Saved data entries
==*==

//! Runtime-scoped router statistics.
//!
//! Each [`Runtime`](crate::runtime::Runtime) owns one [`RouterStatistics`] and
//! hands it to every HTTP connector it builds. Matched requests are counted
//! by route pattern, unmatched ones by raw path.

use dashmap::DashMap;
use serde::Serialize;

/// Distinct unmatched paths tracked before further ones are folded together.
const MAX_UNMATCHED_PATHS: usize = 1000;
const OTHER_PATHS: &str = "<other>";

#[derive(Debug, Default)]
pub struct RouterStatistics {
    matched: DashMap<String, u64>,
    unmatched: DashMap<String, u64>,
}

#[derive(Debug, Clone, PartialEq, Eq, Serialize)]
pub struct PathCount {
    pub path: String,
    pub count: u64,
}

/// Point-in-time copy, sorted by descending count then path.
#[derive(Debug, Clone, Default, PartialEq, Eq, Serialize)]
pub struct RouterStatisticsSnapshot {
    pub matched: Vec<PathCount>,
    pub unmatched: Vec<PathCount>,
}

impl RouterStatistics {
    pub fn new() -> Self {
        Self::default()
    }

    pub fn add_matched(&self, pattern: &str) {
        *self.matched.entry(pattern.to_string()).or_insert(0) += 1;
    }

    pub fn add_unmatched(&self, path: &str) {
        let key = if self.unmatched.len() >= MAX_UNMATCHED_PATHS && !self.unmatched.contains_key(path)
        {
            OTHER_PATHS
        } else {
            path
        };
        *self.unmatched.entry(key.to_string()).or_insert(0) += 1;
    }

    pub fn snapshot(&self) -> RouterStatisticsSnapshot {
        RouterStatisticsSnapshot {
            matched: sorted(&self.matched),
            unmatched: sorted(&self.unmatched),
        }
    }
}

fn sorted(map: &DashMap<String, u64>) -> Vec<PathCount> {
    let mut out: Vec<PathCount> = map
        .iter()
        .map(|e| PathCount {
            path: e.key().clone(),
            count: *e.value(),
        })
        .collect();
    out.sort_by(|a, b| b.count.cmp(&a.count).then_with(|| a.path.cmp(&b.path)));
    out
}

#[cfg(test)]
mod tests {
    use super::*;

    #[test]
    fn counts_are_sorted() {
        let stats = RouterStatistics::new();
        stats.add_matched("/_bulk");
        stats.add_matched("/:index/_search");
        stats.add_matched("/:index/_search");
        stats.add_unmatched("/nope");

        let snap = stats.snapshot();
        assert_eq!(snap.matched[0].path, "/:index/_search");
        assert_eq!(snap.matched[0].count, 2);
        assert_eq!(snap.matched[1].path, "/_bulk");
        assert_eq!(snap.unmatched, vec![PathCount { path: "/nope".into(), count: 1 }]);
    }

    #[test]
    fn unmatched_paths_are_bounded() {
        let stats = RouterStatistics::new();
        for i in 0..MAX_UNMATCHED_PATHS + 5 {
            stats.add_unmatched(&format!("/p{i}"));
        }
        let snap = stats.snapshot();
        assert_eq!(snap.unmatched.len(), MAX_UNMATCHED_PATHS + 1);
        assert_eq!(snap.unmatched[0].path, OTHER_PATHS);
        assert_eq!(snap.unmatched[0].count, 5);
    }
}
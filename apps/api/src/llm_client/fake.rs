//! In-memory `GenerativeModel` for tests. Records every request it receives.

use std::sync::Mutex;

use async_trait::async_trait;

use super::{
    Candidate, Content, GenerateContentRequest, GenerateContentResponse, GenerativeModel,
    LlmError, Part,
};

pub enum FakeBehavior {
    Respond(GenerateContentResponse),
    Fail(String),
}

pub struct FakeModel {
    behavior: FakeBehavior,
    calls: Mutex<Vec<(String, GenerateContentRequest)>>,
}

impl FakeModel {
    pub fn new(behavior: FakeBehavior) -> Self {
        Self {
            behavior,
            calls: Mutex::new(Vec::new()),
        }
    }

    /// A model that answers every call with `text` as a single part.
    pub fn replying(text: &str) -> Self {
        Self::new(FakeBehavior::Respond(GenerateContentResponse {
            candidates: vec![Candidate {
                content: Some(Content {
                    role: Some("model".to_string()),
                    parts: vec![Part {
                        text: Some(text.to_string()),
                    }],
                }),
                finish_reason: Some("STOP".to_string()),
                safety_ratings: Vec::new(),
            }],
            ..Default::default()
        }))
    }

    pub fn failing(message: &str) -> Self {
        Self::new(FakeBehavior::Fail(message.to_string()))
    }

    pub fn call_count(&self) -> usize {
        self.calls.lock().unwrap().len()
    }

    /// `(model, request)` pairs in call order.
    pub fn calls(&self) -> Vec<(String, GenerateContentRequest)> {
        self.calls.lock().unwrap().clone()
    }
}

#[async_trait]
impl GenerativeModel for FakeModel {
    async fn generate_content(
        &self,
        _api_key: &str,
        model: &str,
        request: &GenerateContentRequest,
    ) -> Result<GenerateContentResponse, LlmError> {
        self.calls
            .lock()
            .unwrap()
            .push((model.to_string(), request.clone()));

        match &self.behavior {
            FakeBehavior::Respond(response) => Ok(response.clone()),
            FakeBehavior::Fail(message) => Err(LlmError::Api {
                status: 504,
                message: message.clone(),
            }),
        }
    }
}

==*==

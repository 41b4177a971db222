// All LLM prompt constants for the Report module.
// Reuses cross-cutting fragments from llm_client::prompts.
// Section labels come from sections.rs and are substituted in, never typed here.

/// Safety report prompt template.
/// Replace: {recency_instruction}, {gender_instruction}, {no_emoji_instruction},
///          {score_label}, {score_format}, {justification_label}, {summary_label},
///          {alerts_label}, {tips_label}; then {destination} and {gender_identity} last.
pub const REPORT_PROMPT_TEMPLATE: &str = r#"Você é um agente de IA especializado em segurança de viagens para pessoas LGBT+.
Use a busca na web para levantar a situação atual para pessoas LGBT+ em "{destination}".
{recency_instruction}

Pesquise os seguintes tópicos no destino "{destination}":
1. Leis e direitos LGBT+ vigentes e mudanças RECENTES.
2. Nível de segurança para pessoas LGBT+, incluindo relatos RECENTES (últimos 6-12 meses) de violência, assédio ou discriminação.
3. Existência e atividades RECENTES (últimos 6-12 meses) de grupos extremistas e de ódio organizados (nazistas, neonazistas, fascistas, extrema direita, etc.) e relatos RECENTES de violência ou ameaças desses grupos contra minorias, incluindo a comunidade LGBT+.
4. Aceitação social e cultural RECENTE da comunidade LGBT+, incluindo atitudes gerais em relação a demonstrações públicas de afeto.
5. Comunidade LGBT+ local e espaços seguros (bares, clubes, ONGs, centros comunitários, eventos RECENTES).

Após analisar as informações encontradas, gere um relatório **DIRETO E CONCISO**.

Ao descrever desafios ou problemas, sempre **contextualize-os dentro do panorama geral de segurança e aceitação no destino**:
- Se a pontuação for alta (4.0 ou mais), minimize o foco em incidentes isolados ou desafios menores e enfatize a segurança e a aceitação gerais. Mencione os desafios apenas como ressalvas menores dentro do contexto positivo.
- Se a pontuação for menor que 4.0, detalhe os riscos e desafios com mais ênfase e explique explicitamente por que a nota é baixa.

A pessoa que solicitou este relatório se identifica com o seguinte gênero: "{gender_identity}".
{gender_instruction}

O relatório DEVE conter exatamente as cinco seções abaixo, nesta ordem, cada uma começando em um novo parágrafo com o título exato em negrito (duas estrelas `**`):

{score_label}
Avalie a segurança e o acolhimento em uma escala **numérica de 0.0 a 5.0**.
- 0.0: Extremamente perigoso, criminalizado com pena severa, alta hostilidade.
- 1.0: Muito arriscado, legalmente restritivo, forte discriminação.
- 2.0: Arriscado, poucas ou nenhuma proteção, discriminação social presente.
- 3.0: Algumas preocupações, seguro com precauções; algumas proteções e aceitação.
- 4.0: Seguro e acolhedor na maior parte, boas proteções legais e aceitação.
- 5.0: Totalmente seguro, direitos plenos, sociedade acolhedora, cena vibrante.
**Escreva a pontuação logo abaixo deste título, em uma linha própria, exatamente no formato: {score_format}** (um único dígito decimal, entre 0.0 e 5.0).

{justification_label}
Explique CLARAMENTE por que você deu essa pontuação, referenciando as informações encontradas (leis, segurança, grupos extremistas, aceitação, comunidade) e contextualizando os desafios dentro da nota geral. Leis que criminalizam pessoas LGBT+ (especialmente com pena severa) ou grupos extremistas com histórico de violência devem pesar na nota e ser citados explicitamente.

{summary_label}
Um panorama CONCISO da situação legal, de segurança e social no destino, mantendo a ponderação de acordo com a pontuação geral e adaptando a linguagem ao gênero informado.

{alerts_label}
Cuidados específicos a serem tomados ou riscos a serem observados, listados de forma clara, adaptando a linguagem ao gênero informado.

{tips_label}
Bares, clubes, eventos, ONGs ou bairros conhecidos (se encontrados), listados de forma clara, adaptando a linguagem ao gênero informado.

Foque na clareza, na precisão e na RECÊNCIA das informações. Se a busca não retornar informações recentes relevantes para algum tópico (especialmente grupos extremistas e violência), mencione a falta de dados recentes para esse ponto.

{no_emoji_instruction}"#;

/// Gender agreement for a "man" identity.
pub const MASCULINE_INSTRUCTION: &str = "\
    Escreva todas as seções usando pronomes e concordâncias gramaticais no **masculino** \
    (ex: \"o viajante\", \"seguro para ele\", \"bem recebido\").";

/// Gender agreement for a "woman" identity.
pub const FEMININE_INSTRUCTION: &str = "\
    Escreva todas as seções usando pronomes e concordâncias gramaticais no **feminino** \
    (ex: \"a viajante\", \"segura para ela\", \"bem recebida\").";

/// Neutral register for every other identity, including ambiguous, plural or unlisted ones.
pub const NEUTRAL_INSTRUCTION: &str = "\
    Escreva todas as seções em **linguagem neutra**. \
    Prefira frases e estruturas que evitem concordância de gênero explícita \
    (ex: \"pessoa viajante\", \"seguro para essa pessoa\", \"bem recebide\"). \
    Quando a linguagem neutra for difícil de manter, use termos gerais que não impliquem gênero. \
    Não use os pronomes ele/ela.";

==*==

**TASK BRIEF:** The answer should be one number, the count of lines in the data that include the string "grupos".

**SOLVED PROBLEM:** 3